- [What to do]
Pick the lines holding the string "trim" out of the records and copy them.

- [Records for this task]
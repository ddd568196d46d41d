use async_trait::async_trait;
use serde::{Deserialize, Deserializer, Serialize};

use email_address::EmailAddress;

//
// ──────────────────────────────────────────────────────────
// Login request (validated during deserialization)
// ──────────────────────────────────────────────────────────
//

#[derive(Debug, Clone)]
pub struct LoginRequest {
    email: String,
    password: String,
}

#[derive(Debug, Clone)]
pub enum LoginRequestError {
    EmptyEmail,
    InvalidEmailFormat,
    EmptyPassword,
}

impl std::fmt::Display for LoginRequestError {
    fn fmt(&self, f: &mut std::fmt::Formatter<'_>) -> std::fmt::Result {
        match self {
            LoginRequestError::EmptyEmail => write!(f, "Email cannot be empty"),
            LoginRequestError::InvalidEmailFormat => write!(f, "Invalid email format"),
            LoginRequestError::EmptyPassword => write!(f, "Password cannot be empty"),
        }
    }
}

impl std::error::Error for LoginRequestError {}

impl LoginRequest {
    pub fn new(email: String, password: String) -> Result<Self, LoginRequestError> {
        let email = email.trim().to_lowercase();
        if email.is_empty() {
            return Err(LoginRequestError::EmptyEmail);
        }
        if !EmailAddress::is_valid(&email) {
            return Err(LoginRequestError::InvalidEmailFormat);
        }

        let password = password.trim().to_string();
        if password.is_empty() {
            return Err(LoginRequestError::EmptyPassword);
        }

        Ok(Self { email, password })
    }

    pub fn email(&self) -> &str {
        &self.email
    }

    pub fn password(&self) -> &str {
        &self.password
    }
}

impl<'de> Deserialize<'de> for LoginRequest {
    fn deserialize<D>(deserializer: D) -> Result<Self, D::Error>
    where
        D: Deserializer<'de>,
    {
        #[derive(Deserialize)]
        struct LoginRequestHelper {
            email: String,
            password: String,
        }

        let helper = LoginRequestHelper::deserialize(deserializer)?;
        LoginRequest::new(helper.email, helper.password).map_err(serde::de::Error::custom)
    }
}

//
// ──────────────────────────────────────────────────────────
// Login use case
// ──────────────────────────────────────────────────────────
//

#[derive(Debug, Clone)]
pub enum LoginError {
    InvalidCredentials,
    PasswordVerificationFailed(String),
    TokenGenerationFailed(String),
    QueryError(String),
}

impl std::fmt::Display for LoginError {
    fn fmt(&self, f: &mut std::fmt::Formatter<'_>) -> std::fmt::Result {
        match self {
            LoginError::InvalidCredentials => write!(f, "Invalid email or password"),
            LoginError::PasswordVerificationFailed(msg) => {
                write!(f, "Password verification failed: {}", msg)
            }
            LoginError::TokenGenerationFailed(msg) => {
                write!(f, "Token generation failed: {}", msg)
            }
            LoginError::QueryError(msg) => write!(f, "Query error: {}", msg),
        }
    }
}

impl std::error::Error for LoginError {}

#[derive(Debug, Clone, Serialize)]
pub struct UserInfo {
    pub id: uuid::Uuid,
    pub email: String,
}

#[derive(Debug, Clone, Serialize)]
pub struct LoginResponse {
    pub access_token: String,
    pub refresh_token: String,
    pub user: UserInfo,
}

#[async_trait]
pub trait LoginUseCase: Send + Sync {
    async fn execute(&self, request: LoginRequest) -> Result<LoginResponse, LoginError>;
}

//
// ──────────────────────────────────────────────────────────
// Refresh use case
// ──────────────────────────────────────────────────────────
//

#[derive(Debug, Clone)]
pub enum RefreshError {
    InvalidToken,
    TokenGenerationFailed(String),
}

impl std::fmt::Display for RefreshError {
    fn fmt(&self, f: &mut std::fmt::Formatter<'_>) -> std::fmt::Result {
        match self {
            RefreshError::InvalidToken => write!(f, "Invalid or expired refresh token"),
            RefreshError::TokenGenerationFailed(msg) => {
                write!(f, "Token generation failed: {}", msg)
            }
        }
    }
}

impl std::error::Error for RefreshError {}

#[derive(Debug, Clone, Serialize)]
pub struct RefreshResponse {
    pub access_token: String,
}

#[async_trait]
pub trait RefreshTokenUseCase: Send + Sync {
    async fn execute(&self, refresh_token: &str) -> Result<RefreshResponse, RefreshError>;
}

- [Answer to the exercise]
        let email = email.trim().to_lowercase();
        let password = password.trim().to_string();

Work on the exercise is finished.